═════ Raw data ═════
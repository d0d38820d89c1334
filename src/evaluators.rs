//! The four independent date evaluators.
//!
//! Each evaluator sees only the evaluated element (never the original input)
//! and shares one contract: element in, raw date string or nothing out. Raw
//! results are standardized before they are recorded. None of them returns an
//! error; a failure inside an evaluator is an empty contribution.
//!
//! ```text
//! element ──┬─ Finder    fuzzy multi-format scan     (finder.rs)
//!           ├─ Language  chrono-english parse        (language.rs)
//!           ├─ Phrase    calendar-phrase rule table  (phrase.rs)
//!           └─ Regex     shape + field-order permute (regex_order.rs)
//!                 │
//!                 v
//!          standardize_date ──▶ consensus
//! ```
//!
//! The order of [`Evaluator::ALL`] is part of the output contract: consensus
//! ties are broken by it.

#[path = "evaluators/finder.rs"]
mod finder;
#[path = "evaluators/language.rs"]
mod language;
#[path = "evaluators/phrase.rs"]
pub(crate) mod phrase;
#[path = "evaluators/regex_order.rs"]
mod regex_order;

pub use phrase::ParseStatus;

use crate::standardize::standardize_date;
use crate::{Context, Options};
use regex::{Match, Regex};

#[derive(Debug, Clone, Copy, PartialEq, Eq, Hash)]
pub enum Evaluator {
    Finder,
    Language,
    Phrase,
    Regex,
}

impl Evaluator {
    /// Fixed evaluation order.
    pub const ALL: [Evaluator; 4] = [Evaluator::Finder, Evaluator::Language, Evaluator::Phrase, Evaluator::Regex];

    pub fn name(self) -> &'static str {
        match self {
            Evaluator::Finder => "finder",
            Evaluator::Language => "language",
            Evaluator::Phrase => "phrase",
            Evaluator::Regex => "regex",
        }
    }

    /// Output column holding this evaluator's standardized result.
    pub fn column(self) -> &'static str {
        match self {
            Evaluator::Finder => "datefinder_date",
            Evaluator::Language => "dateparser_date",
            Evaluator::Phrase => "parsedatetime_date",
            Evaluator::Regex => "regex_date",
        }
    }

    /// Raw result before standardization; `None` for an empty element.
    pub fn raw(self, element: &str, context: &Context, options: &Options) -> Option<String> {
        if element.trim().is_empty() {
            return None;
        }
        let raw = match self {
            Evaluator::Finder => finder::find_date(element, context, options),
            Evaluator::Language => language::parse_date(element, context),
            Evaluator::Phrase => phrase::parse_phrase(element, context).and_then(|m| m.date_string()),
            Evaluator::Regex => regex_order::permute_date(element, options),
        };
        if raw.is_none() {
            tracing::trace!(evaluator = self.name(), element, "no date");
        }
        raw
    }

    /// Standardized result, or an empty string.
    pub fn evaluate(self, element: &str, context: &Context, options: &Options) -> String {
        self.raw(element, context, options).map(|raw| standardize_date(&raw, options)).unwrap_or_default()
    }
}

/// Matches of `re` in `text` that are not glued to another ASCII digit.
pub(crate) fn digit_bounded_matches<'t>(re: &Regex, text: &'t str) -> impl Iterator<Item = Match<'t>> {
    re.find_iter(text).filter(move |m| is_digit_bounded(text, m.start(), m.end()))
}

pub(crate) fn is_digit_bounded(text: &str, start: usize, end: usize) -> bool {
    let before = text[..start].chars().next_back();
    let after = text[end..].chars().next();
    !before.is_some_and(|c| c.is_ascii_digit()) && !after.is_some_and(|c| c.is_ascii_digit())
}

#[cfg(test)]
mod tests {
    use super::*;

    #[test]
    fn empty_element_short_circuits() {
        let ctx = Context::default();
        let opts = Options::default();
        for evaluator in Evaluator::ALL {
            assert_eq!(evaluator.raw("", &ctx, &opts), None);
            assert_eq!(evaluator.evaluate("  ", &ctx, &opts), "");
        }
    }

    #[test]
    fn deterministic_evaluators_agree_on_numeric_elements() {
        let ctx = Context::default();
        let opts = Options::default();
        let cases: Vec<(&str, &str)> = vec![
            ("2021-07-15", "2021-07-15"),
            ("11-01-05", "2005-11-01"),
            ("03-15-21", "2021-03-15"),
            ("05_01_14", "2014-05-01"),
            ("2021_01_07", "2021-01-07"),
            ("3.7.2019", "2019-03-07"),
        ];
        for (element, expected) in cases {
            for evaluator in [Evaluator::Finder, Evaluator::Phrase, Evaluator::Regex] {
                assert_eq!(evaluator.evaluate(element, &ctx, &opts), expected, "{} on {element:?}", evaluator.name());
            }
            // The language parser may decline, but it must never disagree.
            let language = Evaluator::Language.evaluate(element, &ctx, &opts);
            assert!(language.is_empty() || language == expected, "language on {element:?} gave {language:?}");
        }
    }

    #[test]
    fn columns_follow_evaluation_order() {
        let columns: Vec<&str> = Evaluator::ALL.iter().map(|e| e.column()).collect();
        assert_eq!(columns, vec!["datefinder_date", "dateparser_date", "parsedatetime_date", "regex_date"]);
    }

    #[test]
    fn digit_bounded_matches_skip_glued_runs() {
        let re = regex!(r"[0-9]{2}-[0-9]{2}");
        let hits: Vec<&str> = digit_bounded_matches(re, "112-34 and 56-78").map(|m| m.as_str()).collect();
        assert_eq!(hits, vec!["56-78"]);
    }
}
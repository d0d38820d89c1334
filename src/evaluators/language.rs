//! Natural-language date parsing backed by `chrono-english`.

use crate::Context;
use chrono::{Datelike, TimeZone, Utc};
use chrono_english::{Dialect, parse_date_string};

/// Parse the whole element as an English date expression, US dialect.
///
/// Relative expressions ("tomorrow", "next friday") resolve against the
/// context's reference time. Elements using `-`, `_`, `\` or `.` between
/// fields are read in their `/`-separated US form first, then as written.
/// Results before the year 100 are dropped: they come from reading a
/// two-digit field as a literal year (`04-01-21` as year 4).
pub(crate) fn parse_date(element: &str, context: &Context) -> Option<String> {
    let now = Utc.from_utc_datetime(&context.reference_time);
    let element = element.trim();
    let slashed: String = element.chars().map(|c| if matches!(c, '-' | '_' | '\\' | '.') { '/' } else { c }).collect();

    let mut readings = vec![slashed.as_str()];
    if slashed != element {
        readings.push(element);
    }

    readings.into_iter().find_map(|reading| {
        let parsed = parse_date_string(reading, now, Dialect::Us).ok()?;
        if parsed.year() < 100 {
            tracing::trace!(reading, year = parsed.year(), "literal short year dropped");
            return None;
        }
        Some(parsed.date_naive().format("%Y-%m-%d").to_string())
    })
}

#[cfg(test)]
mod tests {
    use super::*;

    #[test]
    fn iso_dates() {
        let ctx = Context::default();
        assert_eq!(parse_date("2021-07-15", &ctx).as_deref(), Some("2021-07-15"));
    }

    #[test]
    fn relative_words_use_reference_time() {
        let ctx = Context::default();
        assert_eq!(parse_date("tomorrow", &ctx).as_deref(), Some("2013-02-13"));
    }

    #[test]
    fn short_year_elements_never_read_as_literal_years() {
        let ctx = Context::default();
        // Either the US reading or nothing; never year 4 or year 11.
        let cases: Vec<(&str, &str)> = vec![("04-01-21", "2021-04-01"), ("11-01-05", "2005-11-01"), ("03-15-21", "2021-03-15")];
        for (element, us_reading) in cases {
            let parsed = parse_date(element, &ctx);
            assert!(parsed.is_none() || parsed.as_deref() == Some(us_reading), "{element:?} gave {parsed:?}");
        }
    }

    #[test]
    fn gibberish_is_none() {
        let ctx = Context::default();
        assert_eq!(parse_date("quarterly report", &ctx), None);
    }
}
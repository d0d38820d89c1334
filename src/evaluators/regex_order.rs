//! Regex shape scan with field-order permutation.
//!
//! Independent of the group locator: it re-detects numeric groups in the
//! element with its own shape precedence, reading left to right, and accepts
//! any of `- _ / \ .` between fields (mixed delimiters included).
//!
//! ```text
//! 1. YYYY D M D          year first
//! 2. M D D D YY(YY)      year last
//! 3. M D YY(YY)          month-year
//! 4. YY(YY) D M          year-month
//! 5. YYYY                bare year
//! ```
//!
//! The first match of the first shape that yields a valid date wins.

use crate::engine::resolve_two_fields;
use crate::Options;
use chrono::NaiveDate;
use regex::{Captures, Regex};

fn shapes() -> [&'static Regex; 5] {
    [
        regex!(r"([0-9]{4})[-_/\\.]([0-9]{1,2})[-_/\\.]([0-9]{1,2})"),
        regex!(r"([0-9]{1,2})[-_/\\.]([0-9]{1,2})[-_/\\.]([0-9]{2,4})"),
        regex!(r"([0-9]{1,2})[-_/\\.]([0-9]{2,4})"),
        regex!(r"([0-9]{2,4})[-_/\\.]([0-9]{1,2})"),
        regex!(r"([0-9]{4})"),
    ]
}

pub(crate) fn permute_date(element: &str, options: &Options) -> Option<String> {
    shapes().into_iter().find_map(|re| re.captures_iter(element).find_map(|caps| interpret(&caps, options)))
}

fn interpret(caps: &Captures<'_>, options: &Options) -> Option<String> {
    let groups: Vec<&str> = caps.iter().skip(1).flatten().map(|m| m.as_str()).collect();
    match groups.as_slice() {
        [first, second, third] => {
            if first.len() == 4 {
                full_date(first.parse().ok()?, second, third, options)
            } else if third.len() == 4 {
                full_date(third.parse().ok()?, first, second, options)
            } else if third.len() == 2 {
                full_date(options.expand_year_field(third)?, first, second, options)
            } else {
                None
            }
        }
        [first, second] => {
            let resolved = resolve_two_fields(first, second, options)?;
            Some(format!("{:04}-{:02}-01", resolved.year, resolved.month))
        }
        [year] => {
            let year: i32 = year.parse().ok()?;
            options.is_plausible_year(year).then(|| format!("{year:04}-01-01"))
        }
        _ => None,
    }
}

fn full_date(year: i32, month: &str, day: &str, options: &Options) -> Option<String> {
    let month: u32 = month.parse().ok()?;
    let day: u32 = day.parse().ok()?;
    if !(1..=12).contains(&month) || !(1..=31).contains(&day) || !options.is_plausible_year(year) {
        return None;
    }
    let date = NaiveDate::from_ymd_opt(year, month, day)?;
    Some(date.format("%Y-%m-%d").to_string())
}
═════
=== Your goal ===
Restate the entries above word for word, beginning with their first line and ending with the line holding "them returns an"; omit everything else.

=== Answer space ===
repository d0d38820d89c1334
filename src/evaluators.rs
//! The four independent date evaluators.
//!
//! Each evaluator sees only the evaluated element (never the original input)
//! and shares one contract: element in, raw date string or nothing out. Raw
//! results are standardized before they are recorded. None of them returns an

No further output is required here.